Carolea’s first part, as rich in Virgilian reminiscences as it is in historical detail, culminates in the emblematic battle of Pavia, where the French gendarmerie, Francis I’s corps of aristocratic heavy cavalrymen, was crushed, according to Paolo Giovio—and our Roldán—“with good shots of arquebus” (con buenos disparos de arcabuz).67 By narrating war with the brutal technical precision that became characteristic of soldierly discourse, Sempere celebrates what Ariosto and Boiardo had condemned. Firearms, which allowed foot soldiers to fight the hitherto invincible heavy cavalry of the French army, brought about a new social dynamic to the representation of warfare. In Sempere’s rendering of the battle, as in Oznaya’s, Spanish arquebusiers, whether anonymous or flaunting rather plebeian names, kill ranks of famous French knights, some of whom belong to the most illustrious lineages of French nobility: “Ranks of arquebusiers destroy the French knights, gallant skill! With bursts of gunfire, they killed scores of enemies” (Deshacen a los Gallos caballeros / con mangas de arcabuces, bella maña: / con darles ruciadas de pelotas / mataban de enemigos muchas flotas).68
Sempere depicts the gendarmerie’s lavish display of aristocratic fashion—Roldán’s “golden brocades and crimson shirts”—as a lack of adaptability to the new realities of war and as poor strategic judgment. For it is the material culture and the ethos of the old aristocratic warfare, which the rank and file mock as more fit for jousting than for real fighting, that allow both Roldán and Sempere’s arquebusiers to identify and exterminate the flower of French nobility. “Brocade,” “rich arms,” and “golden harnesses” are of little use against the disciplined rank-and file arquebusiers of the imperial army.69 The luxury of courtly war games is at odds with the harsh realities of the battlefield.
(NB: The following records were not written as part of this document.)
//! Structured JSON logger
//!
//! - One log line = one event
//! - Deterministic key ordering (`event`, `severity`, then fields by key)
//! - Synchronous, no buffering
//! - Written to stderr; stdout belongs to command results

use std::fmt;
use std::io::{self, Write};
use std::str::FromStr;
use std::sync::{Arc, Mutex};

use crate::error::ToulminError;

/// Log severity levels, lowest first
#[derive(Debug, Clone, Copy, PartialEq, Eq, PartialOrd, Ord, Hash)]
pub enum Severity {
    Debug = 0,
    Info = 1,
    Warning = 2,
    Error = 3,
    Critical = 4,
}

impl Severity {
    pub const ALL: [Severity; 5] = [
        Severity::Debug,
        Severity::Info,
        Severity::Warning,
        Severity::Error,
        Severity::Critical,
    ];

    pub fn as_str(&self) -> &'static str {
        match self {
            Severity::Debug => "DEBUG",
            Severity::Info => "INFO",
            Severity::Warning => "WARNING",
            Severity::Error => "ERROR",
            Severity::Critical => "CRITICAL",
        }
    }
}

impl fmt::Display for Severity {
    fn fmt(&self, f: &mut fmt::Formatter<'_>) -> fmt::Result {
        write!(f, "{}", self.as_str())
    }
}

impl FromStr for Severity {
    type Err = ToulminError;

    /// Case-insensitive; surrounding whitespace ignored.
    fn from_str(s: &str) -> Result<Self, Self::Err> {
        let wanted = s.trim().to_uppercase();
        Severity::ALL
            .iter()
            .copied()
            .find(|level| level.as_str() == wanted)
            .ok_or_else(|| {
                let allowed: Vec<&str> = Severity::ALL.iter().map(Severity::as_str).collect();
                ToulminError::configuration(format!(
                    "Invalid log_level '{}': expected one of {}",
                    s,
                    allowed.join(", ")
                ))
            })
    }
}

/// Where log lines go
#[derive(Debug, Clone)]
enum Sink {
    Stderr,
    Memory(Arc<Mutex<Vec<String>>>),
}

/// A structured logger that outputs JSON lines at or above a threshold.
#[derive(Debug, Clone)]
pub struct Logger {
    threshold: Severity,
    sink: Sink,
}

impl Default for Logger {
    fn default() -> Self {
        Self::new(Severity::Info)
    }
}

impl Logger {
    /// Logger writing to stderr
    pub fn new(threshold: Severity) -> Self {
        Self {
            threshold,
            sink: Sink::Stderr,
        }
    }

    /// Logger that keeps lines in memory; read them back with [`Logger::lines`].
    pub fn in_memory(threshold: Severity) -> Self {
        Self {
            threshold,
            sink: Sink::Memory(Arc::new(Mutex::new(Vec::new()))),
        }
    }

    pub fn threshold(&self) -> Severity {
        self.threshold
    }

    pub fn enabled(&self, severity: Severity) -> bool {
        severity >= self.threshold
    }

    /// Lines captured by an in-memory logger. Empty for stderr loggers.
    pub fn lines(&self) -> Vec<String> {
        match &self.sink {
            Sink::Stderr => Vec::new(),
            Sink::Memory(lines) => lines.lock().map(|l| l.clone()).unwrap_or_default(),
        }
    }

    /// Log an event with the given severity and fields
    ///
    /// Fields are output in deterministic order (alphabetical by key)
    pub fn log(&self, severity: Severity, event: &str, fields: &[(&str, &str)]) {
        if !self.enabled(severity) {
            return;
        }
        let line = format_line(severity, event, fields);
        match &self.sink {
            Sink::Stderr => {
                let mut stderr = io::stderr().lock();
                // Logging failures never abort a request
                let _ = stderr.write_all(line.as_bytes());
                let _ = stderr.flush();
            }
            Sink::Memory(lines) => {
                if let Ok(mut lines) = lines.lock() {
                    lines.push(line.trim_end().to_string());
                }
            }
        }
    }

    pub fn debug(&self, event: &str, fields: &[(&str, &str)]) {
        self.log(Severity::Debug, event, fields);
    }

    pub fn info(&self, event: &str, fields: &[(&str, &str)]) {
        self.log(Severity::Info, event, fields);
    }

    pub fn warning(&self, event: &str, fields: &[(&str, &str)]) {
        self.log(Severity::Warning, event, fields);
    }

    pub fn error(&self, event: &str, fields: &[(&str, &str)]) {
        self.log(Severity::Error, event, fields);
    }

    pub fn critical(&self, event: &str, fields: &[(&str, &str)]) {
        self.log(Severity::Critical, event, fields);
    }
}

/// Renders one newline-terminated JSON object.
fn format_line(severity: Severity, event: &str, fields: &[(&str, &str)]) -> String {
    let mut output = String::with_capacity(256);

    output.push_str("{\"event\":\"");
    escape_json_string(&mut output, event);
    output.push_str("\",\"severity\":\"");
    output.push_str(severity.as_str());
    output.push('"');

    let mut sorted_fields: Vec<_> = fields.iter().collect();
    sorted_fields.sort_by_key(|(k, _)| *k);

    for (key, value) in sorted_fields {
        output.push_str(",\"");
        escape_json_string(&mut output, key);
        output.push_str("\":\"");
        escape_json_string(&mut output, value);
        output.push('"');
    }

    output.push_str("}\n");
    output
}

fn escape_json_string(output: &mut String, s: &str) {
    for c in s.chars() {
        match c {
            '"' => output.push_str("\\\""),
            '\\' => output.push_str("\\\\"),
            '\n' => output.push_str("\\n"),
            '\r' => output.push_str("\\r"),
            '\t' => output.push_str("\\t"),
            c if c.is_control() => {
                output.push_str(&format!("\\u{:04x}", c as u32));
            }
            c => output.push(c),
        }
    }
}

#[cfg(test)]
mod tests {
    use super::*;

    #[test]
    fn test_severity_ordering() {
        assert!(Severity::Debug < Severity::Info);
        assert!(Severity::Info < Severity::Warning);
        assert!(Severity::Warning < Severity::Error);
        assert!(Severity::Error < Severity::Critical);
    }

    #[test]
    fn test_severity_parse_case_insensitive() {
        assert_eq!(" warning ".parse::<Severity>().unwrap(), Severity::Warning);
        assert_eq!("critical".parse::<Severity>().unwrap(), Severity::Critical);
        assert!("VERBOSE".parse::<Severity>().is_err());
    }

    #[test]
    fn test_log_json_format() {
        let output = format_line(Severity::Info, "TEST_EVENT", &[]);

        let parsed: serde_json::Value = serde_json::from_str(&output).unwrap();
        assert_eq!(parsed["event"], "TEST_EVENT");
        assert_eq!(parsed["severity"], "INFO");
        assert!(output.ends_with('\n'));
    }

    #[test]
    fn test_log_deterministic_ordering() {
        let output1 = format_line(
            Severity::Info,
            "TEST",
            &[("zebra", "1"), ("apple", "2"), ("mango", "3")],
        );
        let output2 = format_line(
            Severity::Info,
            "TEST",
            &[("apple", "2"), ("mango", "3"), ("zebra", "1")],
        );
        assert_eq!(output1, output2);

        let apple_pos = output1.find("apple").unwrap();
        let zebra_pos = output1.find("zebra").unwrap();
        assert!(apple_pos < zebra_pos);
        assert!(output1.find("\"event\"").unwrap() < output1.find("\"severity\"").unwrap());
    }

    #[test]
    fn test_log_escapes_special_chars() {
        let output = format_line(Severity::Info, "TEST", &[("message", "hello \"world\"\nline2")]);
        let parsed: serde_json::Value = serde_json::from_str(&output).unwrap();
        assert_eq!(parsed["message"], "hello \"world\"\nline2");
    }

    #[test]
    fn test_threshold_filters_lower_levels() {
        let logger = Logger::in_memory(Severity::Warning);
        logger.info("QUIET", &[]);
        logger.warning("LOUD", &[]);
        logger.critical("LOUDER", &[]);

        let lines = logger.lines();
        assert_eq!(lines.len(), 2);
        assert!(lines[0].contains("LOUD"));
        assert!(lines[1].contains("CRITICAL"));
    }

    #[test]
    fn test_clones_share_memory_sink() {
        let logger = Logger::in_memory(Severity::Debug);
        logger.clone().debug("FROM_CLONE", &[("k", "v")]);
        assert_eq!(logger.lines().len(), 1);
    }
}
Francis I goes to war, according to Sempere, as he would to one of Binche’s tournaments, which is what facilitates his capture by Spanish soldiers by revealing the presence of the king.70 The poet barely hides his enthusiasm for the plebeianization of new warfare. Sempere concludes his narration of Pavia by enumerating the ranks of titled nobility and the dozens of mussiores or noblemen that the Spanish infantrymen sent to fill the ranks of Death—“muy rica fue la muerte de Señores.” Soldierly writing oftentimes becomes a quite literal version of class warfare.71
In 1561, the experienced soldier Baltasar del Hierro published in Granada his Libro y primera parte de los victoriosos hechos del muy valeroso caballero Don Álvaro de Baçán.72 In spite of the title, which echoes with chivalric paratextuality, Hierro’s epic stanzas concerned the most recent military events of the empire and purported to be a factual account of the Marquis of Santa Cruz’s naval Mediterranean and Atlantic campaigns against Algerian and French privateering, in which the author participated. Hierro explicitly delimits the object of his epic poem as a highly professionalized version of warfare: “the clashes, skirmishes, and battles, the many sieges and the many squadrons and ranks of arquebusiers” (los grandes recuentros, escaramuzas o batallas y diferentes sitios de tierras [y] diferentes los escuadrones y mangas que se hacen).73 Bazán was a highly respected general among sixteenth-century Spanish soldiery, and thus he is unequivocally celebrated in a poem that bears his name in its title. But the heroes in Hierro’s poem are also his comrades-in-arms, the plático soldiers he fought alongside, those who “have seen a great number of towers, walls, casemates, ravelins, moats and ditches, artillery plots in bridges and walls; and they understand the blows of the trumpet and the playing of the drums as if they spoke to them” (han visto gran número de torreones caballeros, murallas, casasmatas, revellines, fosos y contrafosos, entradas o salidas de puentes, con sus traveses; y entienden como si les hablasen las palotadas de las cajas, o los retumbos de las trompetas).74 The representation of warfare becomes almost conflated with the representation of military discipline and the soldierly esprit de corps. War is understood as the professional business of a group of fellows-in-arms who derive their discursive legitimacy from their technical expertise. The works of Sempere and Hierro are arguably the first narrative poems in octaves in Spanish that addressed the new realities of contemporary warfare, with that urgency of the present foregrounded by the guerre in ottava rima.